You'd Better Think About Moving for a Protective Order
The objections to the discovery in the case stated that the discovery was inappropriate and that the Defendant intended to move for a protective order against it.
But the Defendants who had objected to the discovery never followed on with their Motion for a Protective Order. Judge Murphy held that this was fatal to their opposition to the Motion to Compel and granted the Motion:
The appropriate means for the  Defendants to prevent or limit discovery that they contend is unreasonable, inappropriate, and excessive is to seek a protective order under Rule 26(c). Because no such motion has been made to this Court, the Court concludes that the  Defendants have not properly contested Plaintiff Blue Ridge's discovery requests.
Op. ¶29 (emphasis added).
So if you are trying to shut the other side down on discovery, you'd better file a Motion for a Protective Order soon, probably before they file a Motion to Compel.
And there's more to the Blue Ridge case.
Service of Subpoena on a Corporation
When you send a subpoena to a corporation, do you have to address it to a particular human being? Rule 45 says that a subpoena must contain "[a] command to each person to whom it is directed. . . ."
The subpoena at issue was addressed to a law firm (a P.A., and therefore a corporation), without naming an individual or agent responsible for compliance. There's no North Carolina appellate case law on the validity of this sort of subpoena.
The Judge found "substantial compliance" with Rule 45, particularly since a corporation is often held to be a "person" under the law.
Good to know, though there's no reason not to put the name of the registered agent on a subpoena to a corporation.
Preserving Objections Based on Privilege
The law firm quarreling with the validity of the subpoena also objected to it on the basis that it sought privileged materials. And it did, it asked for "all materials, whether considered privileged or not, that relate to the transactions and execution of instruments that give rise to this litigation."
Here, the non-compliance with the Rules of Civil Procedure was more extreme than with the subpoena. Rule 45(d)(5) says that a person receiving a subpoena objecting on grounds of privilege must make the objection "with specificity" and support it with:
a description of the nature of the communications, records, books, papers, documents, electronically stored information, or other tangible things not produced, sufficient for the requesting party to contest the objection.
Judge Murphy held that as a result of a failure to obey Rule 45, the privilege issue was not properly before him. Op. ¶49. He didn't find waiver of the privilege, however. He ordered a privilege log to be produced in thirty days, and for the parties to meet to attempt to resolve the claims of privilege.
Deposing Opposing Litigation Counsel
You've all wanted to depose opposing trial counsel at one time or another. Admit it.
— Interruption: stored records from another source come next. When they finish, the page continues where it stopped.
#[cfg(test)]
mod tests {
    use super::*;

    fn t(hour: u32, minute: u32) -> NaiveTime {
        NaiveTime::from_hms_opt(hour, minute, 0).unwrap()
    }

    fn schedule_9_to_12() -> DaySchedule {
        DaySchedule {
            windows: vec![(t(9, 0), t(12, 0))],
            exceptions: Vec::new(),
            appointments: Vec::new(),
        }
    }

    #[test]
    fn test_free_slots_plain_window() {
        let slots = free_slots(&schedule_9_to_12(), 30, 0, 30, None);
        assert_eq!(slots.len(), 6);
        assert_eq!(slots[0], (t(9, 0), t(9, 30)));
        assert_eq!(slots[5], (t(11, 30), t(12, 0)));
    }

    #[test]
    fn test_free_slots_respect_buffer() {
        // 30 min service + 15 min buffer: the 11:30 start no longer fits
        let slots = free_slots(&schedule_9_to_12(), 30, 15, 30, None);
        assert_eq!(slots.last().unwrap().0, t(11, 0));
    }

    #[test]
    fn test_free_slots_subtract_appointment() {
        let mut schedule = schedule_9_to_12();
        schedule.appointments.push(BusySpan {
            calendar_event_id: 10,
            start: t(10, 0),
            end: t(10, 30),
        });
        let slots = free_slots(&schedule, 30, 0, 30, None);
        let starts: Vec<NaiveTime> = slots.iter().map(|s| s.0).collect();
        assert!(!starts.contains(&t(10, 0)));
        assert!(starts.contains(&t(9, 30)));
        assert!(starts.contains(&t(10, 30)));
    }

    #[test]
    fn test_free_slots_exclude_event_for_edit() {
        let mut schedule = schedule_9_to_12();
        schedule.appointments.push(BusySpan {
            calendar_event_id: 10,
            start: t(10, 0),
            end: t(10, 30),
        });
        let slots = free_slots(&schedule, 30, 0, 30, Some(10));
        let starts: Vec<NaiveTime> = slots.iter().map(|s| s.0).collect();
        assert!(starts.contains(&t(10, 0)));
    }

    #[test]
    fn test_free_slots_all_day_exception_blocks_everything() {
        let mut schedule = schedule_9_to_12();
        schedule.exceptions.push(ExceptionSpan {
            calendar_event_id: 20,
            span: None,
            name: None,
        });
        assert!(free_slots(&schedule, 30, 0, 30, None).is_empty());
    }

    #[test]
    fn test_free_slots_partial_exception() {
        let mut schedule = schedule_9_to_12();
        schedule.exceptions.push(ExceptionSpan {
            calendar_event_id: 20,
            span: Some((t(9, 0), t(10, 0))),
            name: None,
        });
        let slots = free_slots(&schedule, 30, 0, 30, None);
        assert_eq!(slots[0].0, t(10, 0));
    }

    #[test]
    fn test_free_slots_grid_alignment_after_block() {
        // A block ending off-grid pushes candidates to the next grid point
        let mut schedule = schedule_9_to_12();
        schedule.appointments.push(BusySpan {
            calendar_event_id: 10,
            start: t(9, 0),
            end: t(9, 40),
        });
        let slots = free_slots(&schedule, 30, 0, 30, None);
        assert_eq!(slots[0].0, t(10, 0));
    }

    #[test]
    fn test_free_slots_zero_duration_rejected() {
        assert!(free_slots(&schedule_9_to_12(), 0, 0, 30, None).is_empty());
    }

    #[test]
    fn test_schedule_conflict_priority() {
        let mut schedule = schedule_9_to_12();
        schedule.appointments.push(BusySpan {
            calendar_event_id: 10,
            start: t(9, 0),
            end: t(9, 30),
        });
        schedule.exceptions.push(ExceptionSpan {
            calendar_event_id: 20,
            span: Some((t(9, 0), t(12, 0))),
            name: None,
        });

        // Both an appointment and an exception overlap 09:00; the
        // appointment wins.
        let conflict = schedule_conflict(&schedule, t(9, 0), 30, None).unwrap();
        assert_eq!(conflict.kind, ConflictKind::AppointmentConflict);

        // At 10:00 only the exception overlaps.
        let conflict = schedule_conflict(&schedule, t(10, 0), 30, None).unwrap();
        assert_eq!(conflict.kind, ConflictKind::ExceptionConflict);
    }

    #[test]
    fn test_schedule_conflict_outside_hours() {
        let schedule = schedule_9_to_12();
        let conflict = schedule_conflict(&schedule, t(13, 0), 30, None).unwrap();
        assert_eq!(conflict.kind, ConflictKind::OutsideDefaultHours);

        // Straddling the window end is outside too
        let conflict = schedule_conflict(&schedule, t(11, 45), 30, None).unwrap();
        assert_eq!(conflict.kind, ConflictKind::OutsideDefaultHours);
    }

    #[test]
    fn test_schedule_conflict_straddling_two_windows() {
        let schedule = DaySchedule {
            windows: vec![(t(9, 0), t(12, 0)), (t(13, 0), t(18, 0))],
            ..Default::default()
        };
        // Fits neither window wholly even though both ends are in windows
        let conflict = schedule_conflict(&schedule, t(11, 30), 120, None).unwrap();
        assert_eq!(conflict.kind, ConflictKind::OutsideDefaultHours);
        assert!(schedule_conflict(&schedule, t(13, 0), 120, None).is_none());
    }

    #[test]
    fn test_conflict_blocking_depends_on_actor() {
        use crate::models::ActorKind;

        for kind in [ConflictKind::AppointmentConflict, ConflictKind::ResourceConflict] {
            assert!(conflict_blocks(ActorKind::Patient, kind));
            assert!(conflict_blocks(ActorKind::ClinicStaff, kind));
        }
        for kind in [ConflictKind::ExceptionConflict, ConflictKind::OutsideDefaultHours] {
            assert!(conflict_blocks(ActorKind::Patient, kind));
            assert!(!conflict_blocks(ActorKind::ClinicStaff, kind));
        }
    }

    #[test]
    fn test_resource_pool_counts_free_instances() {
        let mut pool = ResourcePool::default();
        pool.instances.insert(1, vec![101, 102]);
        pool.allocations.insert(101, vec![(t(9, 0), t(10, 0))]);

        assert_eq!(pool.free_instances(1, t(9, 0), t(9, 30)), vec![102]);
        assert_eq!(pool.free_instances(1, t(10, 0), t(10, 30)), vec![101, 102]);
        assert!(pool.can_satisfy(&[(1, 1)], t(9, 0), t(9, 30)));
        assert!(!pool.can_satisfy(&[(1, 2)], t(9, 0), t(9, 30)));
    }

    #[test]
    fn test_resource_pool_pick_is_stable() {
        let mut pool = ResourcePool::default();
        pool.instances.insert(1, vec![102, 101]);
        let picked = pool.pick_instances(&[(1, 1)], t(9, 0), t(9, 30)).unwrap();
        assert_eq!(picked, vec![101]);
    }

    #[test]
    fn test_pick_auto_practitioner_tie_break() {
        // Fewest appointments first, then lowest id
        assert_eq!(pick_auto_practitioner(&[(2, 1), (1, 0)]), Some(1));
        assert_eq!(pick_auto_practitioner(&[(2, 1), (1, 1)]), Some(1));
        assert_eq!(pick_auto_practitioner(&[]), None);
    }

    #[test]
    fn test_subtract_intervals_merges_overlapping_blocks() {
        let windows = vec![(t(9, 0), t(18, 0))];
        let blocks = vec![(t(10, 0), t(11, 0)), (t(10, 30), t(12, 0))];
        let remaining = subtract_intervals(&windows, &blocks);
        assert_eq!(remaining, vec![(t(9, 0), t(10, 0)), (t(12, 0), t(18, 0))]);
    }
}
There's no North Carolina state court authority on whether you can do that, but Blue Ridge provides some guidance. It adopts the standard set out by the Eighth Circuit in Shelton v. American Motors Corp., 805 F.2d 1323 (8th Cir. 1986), followed by the Middle District of North Carolina in N.F.A. Corp. v. Riverview Narrow Fabrics, Inc., 117 F.R.D. 83 (M.D.N.C. 1987); and Static Control Components, Inc. v. Darkprint Imaging, Inc., 201 F.R.D. 431 (M.D.N.C. 2001).
The Shelton case says that you can depose opposing counsel only if you have:
shown that (1) no other means exist to obtain the information than to depose opposing counsel; (2) the information sought is relevant and nonprivileged [sic]; and (3) the information is crucial to the preparation of the case.
Applying that standard, Judge Murphy quashed the subpoena to the attorney who had signed the Complaint.He didn't find attractive Defendants' position that they wanted to ask the lawyer about "advice, communications, and receipt of documents [that are] the basis" of Plaintiffs' suit. He said that "[s]uch knowledge is precisely the type of information Shelton attempts to protect from disclosure by litigation counsel in a deposition." Op. ¶62.
The opportunity for deposing opposing litigation counsel is pretty limited. Better quench that desire.
There's Another One Coming
Yes, I did say there were two Motion to Compel opinions. The Blue Ridge case was so chock full of stuff that I'm saving the other case for Monday.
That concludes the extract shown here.